• **Exercise aim**:
Among the entries below, please repeat exactly and only the lines from the line containing "pub fn new(chunk_size: usize, overlap: usize)" to the line containing "overlap, chunk_size", both lines included.

• **Records from a dataset**:
......
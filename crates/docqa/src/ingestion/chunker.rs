//! Recursive text chunking with exact character overlap

use unicode_segmentation::UnicodeSegmentation;

use crate::config::ChunkingConfig;
use crate::error::{Error, Result};
use crate::types::Chunk;

/// Boundary kinds, from most to least preferred
#[derive(Debug, Clone, Copy, PartialEq, Eq)]
enum SplitLevel {
    Paragraph,
    Sentence,
    Word,
    Character,
}

const SPLIT_LEVELS: [SplitLevel; 4] = [
    SplitLevel::Paragraph,
    SplitLevel::Sentence,
    SplitLevel::Word,
    SplitLevel::Character,
];

impl SplitLevel {
    /// Byte offset in `window` right after its last boundary of this kind
    fn last_break(self, window: &str) -> Option<usize> {
        match self {
            Self::Paragraph => window.rfind("\n\n").map(|pos| pos + 2),
            Self::Sentence => window
                .split_sentence_bound_indices()
                .map(|(pos, _)| pos)
                .filter(|&pos| pos > 0)
                .last(),
            Self::Word => window
                .char_indices()
                .filter(|(_, c)| c.is_whitespace())
                .last()
                .map(|(pos, c)| pos + c.len_utf8()),
            Self::Character => Some(window.len()),
        }
    }
}

/// Text chunker with configurable size and overlap, both in characters.
///
/// Every chunk after the first starts with the last `overlap` characters of
/// its predecessor, so chunk 0 plus each later chunk minus that prefix
/// reproduces the input exactly.
#[derive(Debug, Clone)]
pub struct TextChunker {
    /// Maximum chunk size in characters
    chunk_size: usize,
    /// Characters repeated from the previous chunk
    overlap: usize,
}

impl TextChunker {
    /// Create a new chunker. `overlap` must be smaller than `chunk_size`.
    pub fn new(chunk_size: usize, overlap: usize) -> Result<Self> {
        if chunk_size == 0 {
            return Err(Error::Config("chunk_size must be > 0".to_string()));
        }
        if overlap >= chunk_size {
            return Err(Error::Config(format!(
                "chunk_overlap ({}) must be smaller than chunk_size ({})",
                overlap, chunk_size
            )));
        }
        Ok(Self { chunk_size, overlap })
    }

    pub fn from_config(config: &ChunkingConfig) -> Result<Self> {
        Self::new(config.chunk_size, config.chunk_overlap)
    }

    pub fn chunk_size(&self) -> usize {
        self.chunk_size
    }

    pub fn overlap(&self) -> usize {
        self.overlap
    }

    /// Split text into ordered, overlapping chunks.
    ///
    /// Empty or whitespace-only text yields no chunks.
    pub fn split(&self, text: &str) -> Vec<Chunk> {
        if text.trim().is_empty() {
            return Vec::new();
        }

        // Byte offset of every character, plus the end of the text
        let offsets: Vec<usize> = text
            .char_indices()
            .map(|(pos, _)| pos)
            .chain(std::iter::once(text.len()))
            .collect();
        let total = offsets.len() - 1;

        let mut chunks = Vec::new();
        let mut start = 0;
        loop {
            let limit = (start + self.chunk_size).min(total);
            let end = if limit == total {
                total
            } else {
                self.find_break(text, &offsets, start, limit)
            };

            chunks.push(Chunk::new(
                chunks.len(),
                text[offsets[start]..offsets[end]].to_string(),
                start,
                end,
            ));

            if end == total {
                break;
            }
            start = end - self.overlap;
        }

        tracing::debug!(
            "Split {} characters into {} chunks (size {}, overlap {})",
            total,
            chunks.len(),
            self.chunk_size,
            self.overlap
        );
        chunks
    }

    /// Pick the end of the chunk starting at `start`, at most `limit`.
    ///
    /// The end must leave room for the overlap so the next chunk starts
    /// strictly after `start`.
    fn find_break(&self, text: &str, offsets: &[usize], start: usize, limit: usize) -> usize {
        let min_end = start + self.overlap + 1;
        let window_start = offsets[start];
        let window = &text[window_start..offsets[limit]];

        SPLIT_LEVELS
            .iter()
            .find_map(|level| {
                level
                    .last_break(window)
                    .map(|pos| char_index(offsets, window_start + pos))
                    .filter(|&end| end >= min_end)
            })
            .unwrap_or(limit)
    }
}

fn char_index(offsets: &[usize], byte_pos: usize) -> usize {
    offsets.binary_search(&byte_pos).unwrap_or_else(|pos| pos)
}

/// Split `text` with a one-off chunker
pub fn split(text: &str, chunk_size: usize, overlap: usize) -> Result<Vec<Chunk>> {
    Ok(TextChunker::new(chunk_size, overlap)?.split(text))
}
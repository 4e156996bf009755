//! Provider abstractions for embeddings, LLM, and vector storage
//!
//! Trait-based so the answering pipeline can switch between a local Ollama
//! server, an offline hashing embedder, and test doubles.

pub mod embedding;
pub mod hashing;
pub mod llm;
pub mod memory;
pub mod ollama;
pub mod vector_store;

pub use embedding::EmbeddingProvider;
pub use hashing::HashingEmbedder;
pub use llm::LlmProvider;
pub use memory::MemoryVectorStore;
pub use ollama::{OllamaEmbedder, OllamaLlm, OllamaProvider};
pub use vector_store::{IndexedChunk, VectorSearchResult, VectorStoreProvider};
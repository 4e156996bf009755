//! Ordered character-encoding fallback for plain text files

use encoding_rs::{UTF_16BE, UTF_16LE, WINDOWS_1252};

/// Candidate encodings for plain text, tried in [`TextEncoding::FALLBACK_ORDER`]
#[derive(Debug, Clone, Copy, PartialEq, Eq)]
pub enum TextEncoding {
    Utf8,
    /// BOM-aware, little-endian when no BOM is present
    Utf16,
    Latin1,
    Windows1252,
    Iso8859_1,
}

impl TextEncoding {
    pub const FALLBACK_ORDER: [TextEncoding; 5] = [
        TextEncoding::Utf8,
        TextEncoding::Utf16,
        TextEncoding::Latin1,
        TextEncoding::Windows1252,
        TextEncoding::Iso8859_1,
    ];

    pub fn label(&self) -> &'static str {
        match self {
            Self::Utf8 => "utf-8",
            Self::Utf16 => "utf-16",
            Self::Latin1 => "latin-1",
            Self::Windows1252 => "cp1252",
            Self::Iso8859_1 => "iso-8859-1",
        }
    }

    /// Decode strictly, `None` on any malformed sequence
    pub fn decode(&self, bytes: &[u8]) -> Option<String> {
        match self {
            Self::Utf8 => {
                let bytes = bytes.strip_prefix(b"\xEF\xBB\xBF").unwrap_or(bytes);
                std::str::from_utf8(bytes).ok().map(str::to_string)
            }
            Self::Utf16 => {
                let (encoding, body) = match bytes {
                    [0xFF, 0xFE, rest @ ..] => (UTF_16LE, rest),
                    [0xFE, 0xFF, rest @ ..] => (UTF_16BE, rest),
                    _ => (UTF_16LE, bytes),
                };
                encoding
                    .decode_without_bom_handling_and_without_replacement(body)
                    .map(|text| text.into_owned())
            }
            Self::Latin1 | Self::Iso8859_1 => Some(bytes.iter().map(|&b| char::from(b)).collect()),
            Self::Windows1252 => WINDOWS_1252
                .decode_without_bom_handling_and_without_replacement(bytes)
                .map(|text| text.into_owned()),
        }
    }
}

/// Text together with the encoding that produced it
#[derive(Debug, Clone, PartialEq, Eq)]
pub struct Decoded {
    pub text: String,
    pub encoding: TextEncoding,
}

/// Try each candidate encoding in order and keep the first clean decode.
///
/// Returns `None` only when every candidate rejects the input.
pub fn decode_text(bytes: &[u8]) -> Option<Decoded> {
    TextEncoding::FALLBACK_ORDER.iter().find_map(|encoding| {
        let decoded = encoding.decode(bytes);
        if decoded.is_none() {
            tracing::debug!("Decoding with {} failed, trying next encoding", encoding.label());
        }
        decoded.map(|text| Decoded {
            text,
            encoding: *encoding,
        })
    })
}

#[cfg(test)]
mod tests {
    use super::*;

    #[test]
    fn test_utf8_first() {
        let decoded = decode_text("Hello wörld".as_bytes()).unwrap();
        assert_eq!(decoded.text, "Hello wörld");
        assert_eq!(decoded.encoding, TextEncoding::Utf8);
    }

    #[test]
    fn test_utf8_bom_is_stripped() {
        let decoded = decode_text(b"\xEF\xBB\xBFHello").unwrap();
        assert_eq!(decoded.text, "Hello");
    }

    #[test]
    fn test_utf16_with_bom() {
        let mut bytes = vec![0xFF, 0xFE];
        for unit in "Hi é".encode_utf16() {
            bytes.extend_from_slice(&unit.to_le_bytes());
        }

        let decoded = decode_text(&bytes).unwrap();
        assert_eq!(decoded.encoding, TextEncoding::Utf16);
        assert_eq!(decoded.text, "Hi é");
    }

    #[test]
    fn test_latin1_fallback() {
        // Odd length rules out UTF-16, invalid UTF-8 rules out UTF-8
        let decoded = decode_text(b"caf\xe9 au lait").unwrap();
        assert_eq!(decoded.encoding, TextEncoding::Latin1);
        assert_eq!(decoded.text, "café au lait");
    }

    #[test]
    fn test_utf16_rejects_odd_length() {
        assert!(TextEncoding::Utf16.decode(b"abc").is_none());
    }

    #[test]
    fn test_windows_1252_smart_quotes() {
        let text = TextEncoding::Windows1252.decode(b"\x93quoted\x94").unwrap();
        assert_eq!(text, "\u{201C}quoted\u{201D}");
    }
}
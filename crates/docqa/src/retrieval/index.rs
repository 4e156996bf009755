//! Document index: chunks embedded into a vector store, queried by text

use async_trait::async_trait;
use std::sync::Arc;
use uuid::Uuid;

use crate::error::{Error, Result};
use crate::providers::{
    EmbeddingProvider, IndexedChunk, MemoryVectorStore, VectorSearchResult, VectorStoreProvider,
};
use crate::types::Chunk;

/// Creates an empty vector store for the given embedding dimensions
pub type VectorStoreFactory = Arc<dyn Fn(usize) -> Arc<dyn VectorStoreProvider> + Send + Sync>;

/// Factory for fresh in-memory stores
pub fn memory_store_factory() -> VectorStoreFactory {
    Arc::new(|dimensions| Arc::new(MemoryVectorStore::new(dimensions)) as Arc<dyn VectorStoreProvider>)
}

/// Anything that can return the chunks most relevant to a query
#[async_trait]
pub trait Retriever: Send + Sync {
    /// Most relevant chunks for `query`, best first
    async fn retrieve(&self, query: &str) -> Result<Vec<VectorSearchResult>>;
}

/// Queryable collection of embedded chunks.
///
/// Built wholesale by [`IndexBuilder`]; never updated in place.
pub struct DocumentIndex {
    id: Uuid,
    store: Arc<dyn VectorStoreProvider>,
    embedder: Arc<dyn EmbeddingProvider>,
    top_k: usize,
    chunk_count: usize,
}

impl DocumentIndex {
    pub fn id(&self) -> Uuid {
        self.id
    }

    pub fn chunk_count(&self) -> usize {
        self.chunk_count
    }
}

impl std::fmt::Debug for DocumentIndex {
    fn fmt(&self, f: &mut std::fmt::Formatter<'_>) -> std::fmt::Result {
        f.debug_struct("DocumentIndex")
            .field("id", &self.id)
            .field("top_k", &self.top_k)
            .field("chunk_count", &self.chunk_count)
            .finish()
    }
}

#[async_trait]
impl Retriever for DocumentIndex {
    async fn retrieve(&self, query: &str) -> Result<Vec<VectorSearchResult>> {
        let query_embedding = self.embedder.embed(query).await?;
        let results = self.store.search(&query_embedding, self.top_k).await?;

        tracing::debug!(
            "Index {} returned {} chunks for query ({} stored)",
            self.id,
            results.len(),
            self.chunk_count
        );
        Ok(results)
    }
}

/// Embeds chunks in batches into a fresh vector store
pub struct IndexBuilder {
    embedder: Arc<dyn EmbeddingProvider>,
    store_factory: VectorStoreFactory,
    batch_size: usize,
    top_k: usize,
}

impl IndexBuilder {
    pub fn new(
        embedder: Arc<dyn EmbeddingProvider>,
        store_factory: VectorStoreFactory,
        batch_size: usize,
        top_k: usize,
    ) -> Self {
        Self {
            embedder,
            store_factory,
            batch_size: batch_size.max(1),
            top_k: top_k.max(1),
        }
    }

    /// Embed every chunk and return the finished index
    pub async fn build(&self, chunks: Vec<Chunk>) -> Result<DocumentIndex> {
        if chunks.is_empty() {
            return Err(Error::internal("Cannot build an index from zero chunks"));
        }

        let chunk_count = chunks.len();
        let store = (self.store_factory)(self.embedder.dimensions());

        tracing::info!(
            "Embedding {} chunks in batches of {}",
            chunk_count,
            self.batch_size
        );

        let mut remaining = chunks.into_iter().peekable();
        while remaining.peek().is_some() {
            let batch: Vec<Chunk> = remaining.by_ref().take(self.batch_size).collect();
            let texts: Vec<String> = batch.iter().map(|c| c.content.clone()).collect();
            let embeddings = self.embedder.embed_batch(&texts).await?;

            if embeddings.len() != batch.len() {
                return Err(Error::embedding(format!(
                    "Expected {} embeddings, got {}",
                    batch.len(),
                    embeddings.len()
                )));
            }

            let entries = batch
                .into_iter()
                .zip(embeddings)
                .map(|(chunk, embedding)| IndexedChunk { chunk, embedding })
                .collect();
            store.insert_chunks(entries).await?;
        }

        let index = DocumentIndex {
            id: Uuid::new_v4(),
            store,
            embedder: Arc::clone(&self.embedder),
            top_k: self.top_k,
            chunk_count,
        };
        tracing::info!("Built index {} with {} chunks", index.id, chunk_count);
        Ok(index)
    }
}
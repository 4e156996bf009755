//! Vector store provider trait for storing and searching embeddings

use async_trait::async_trait;
use crate::error::Result;
use crate::types::Chunk;

/// A chunk paired with its embedding
#[derive(Debug, Clone)]
pub struct IndexedChunk {
    pub chunk: Chunk,
    pub embedding: Vec<f32>,
}

/// Search result from vector store
#[derive(Debug, Clone)]
pub struct VectorSearchResult {
    /// The matched chunk
    pub chunk: Chunk,
    /// Similarity score (cosine, higher is more similar)
    pub similarity: f32,
}

/// Trait for vector storage and similarity search
///
/// Implementations:
/// - `MemoryVectorStore`: In-process brute-force cosine search
#[async_trait]
pub trait VectorStoreProvider: Send + Sync {
    /// Insert chunks with their embeddings
    async fn insert_chunks(&self, entries: Vec<IndexedChunk>) -> Result<()>;

    /// Top-`top_k` chunks by similarity, best first
    async fn search(&self, query_embedding: &[f32], top_k: usize) -> Result<Vec<VectorSearchResult>>;

    /// Get total number of vectors stored
    async fn len(&self) -> Result<usize>;

    /// Check if store is empty
    async fn is_empty(&self) -> Result<bool> {
        Ok(self.len().await? == 0)
    }

    /// Get provider name for logging
    fn name(&self) -> &str;
}
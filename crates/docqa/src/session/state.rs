//! Session context and its lifecycle states

use serde::{Deserialize, Serialize};
use std::fmt;
use std::sync::Arc;

use crate::retrieval::DocumentIndex;

/// Where a session is in its lifecycle
#[derive(Debug, Clone, Copy, PartialEq, Eq, Serialize, Deserialize)]
#[serde(rename_all = "snake_case")]
pub enum SessionState {
    /// No index; questions are rejected
    Idle,
    /// An index exists and questions are accepted
    DocumentsProcessed,
    /// A question is being answered
    Answering,
}

impl fmt::Display for SessionState {
    fn fmt(&self, f: &mut fmt::Formatter<'_>) -> fmt::Result {
        let label = match self {
            Self::Idle => "idle",
            Self::DocumentsProcessed => "documents processed",
            Self::Answering => "answering",
        };
        f.write_str(label)
    }
}

/// Mutable per-session context
#[derive(Debug)]
pub struct Session {
    state: SessionState,
    index: Option<Arc<DocumentIndex>>,
    processed_files: Vec<String>,
}

impl Default for Session {
    fn default() -> Self {
        Self::new()
    }
}

impl Session {
    pub fn new() -> Self {
        Self {
            state: SessionState::Idle,
            index: None,
            processed_files: Vec::new(),
        }
    }

    pub fn state(&self) -> SessionState {
        self.state
    }

    pub fn index(&self) -> Option<&Arc<DocumentIndex>> {
        self.index.as_ref()
    }

    pub fn processed_files(&self) -> &[String] {
        &self.processed_files
    }

    /// Replace any previous index wholesale
    pub fn install(&mut self, index: DocumentIndex, processed_files: Vec<String>) {
        self.index = Some(Arc::new(index));
        self.processed_files = processed_files;
        self.state = SessionState::DocumentsProcessed;
    }

    /// Enter `Answering`, returning the index to query. `None` when idle.
    pub fn begin_answering(&mut self) -> Option<Arc<DocumentIndex>> {
        let index = self.index.clone()?;
        self.state = SessionState::Answering;
        Some(index)
    }

    /// Leave `Answering`, whether or not the answer succeeded
    pub fn finish_answering(&mut self) {
        if self.state == SessionState::Answering {
            self.state = SessionState::DocumentsProcessed;
        }
    }

    /// Drop the index and file list
    pub fn clear(&mut self) {
        self.index = None;
        self.processed_files.clear();
        self.state = SessionState::Idle;
    }
}

#[cfg(test)]
mod tests {
    use super::*;
    use crate::providers::HashingEmbedder;
    use crate::retrieval::{memory_store_factory, IndexBuilder};
    use crate::types::Chunk;

    async fn index() -> DocumentIndex {
        IndexBuilder::new(Arc::new(HashingEmbedder::new(16)), memory_store_factory(), 4, 3)
            .build(vec![Chunk::new(0, "hello".to_string(), 0, 5)])
            .await
            .unwrap()
    }

    #[test]
    fn test_idle_session_cannot_answer() {
        let mut session = Session::new();
        assert_eq!(session.state(), SessionState::Idle);
        assert!(session.begin_answering().is_none());
        assert_eq!(session.state(), SessionState::Idle);
    }

    #[tokio::test]
    async fn test_lifecycle() {
        let mut session = Session::new();
        session.install(index().await, vec!["a.txt".to_string()]);
        assert_eq!(session.state(), SessionState::DocumentsProcessed);

        assert!(session.begin_answering().is_some());
        assert_eq!(session.state(), SessionState::Answering);
        session.finish_answering();
        assert_eq!(session.state(), SessionState::DocumentsProcessed);

        session.clear();
        assert_eq!(session.state(), SessionState::Idle);
        assert!(session.index().is_none());
        assert!(session.processed_files().is_empty());
    }

    #[tokio::test]
    async fn test_reprocessing_replaces_index() {
        let mut session = Session::new();
        session.install(index().await, vec!["a.txt".to_string()]);
        let first = session.index().map(|i| i.id());

        session.install(index().await, vec!["b.txt".to_string()]);
        assert_ne!(session.index().map(|i| i.id()), first);
        assert_eq!(session.processed_files(), ["b.txt".to_string()]);
    }

    #[test]
    fn test_state_display() {
        assert_eq!(SessionState::DocumentsProcessed.to_string(), "documents processed");
    }
}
......
• **Solution to this problem**:
    pub fn new(chunk_size: usize, overlap: usize) -> Result<Self> {
        if chunk_size == 0 {
            return Err(Error::Config("chunk_size must be > 0".to_string()));
        }
        if overlap >= chunk_size {
            return Err(Error::Config(format!(
                "chunk_overlap ({}) must be smaller than chunk_size ({})",
                overlap, chunk_size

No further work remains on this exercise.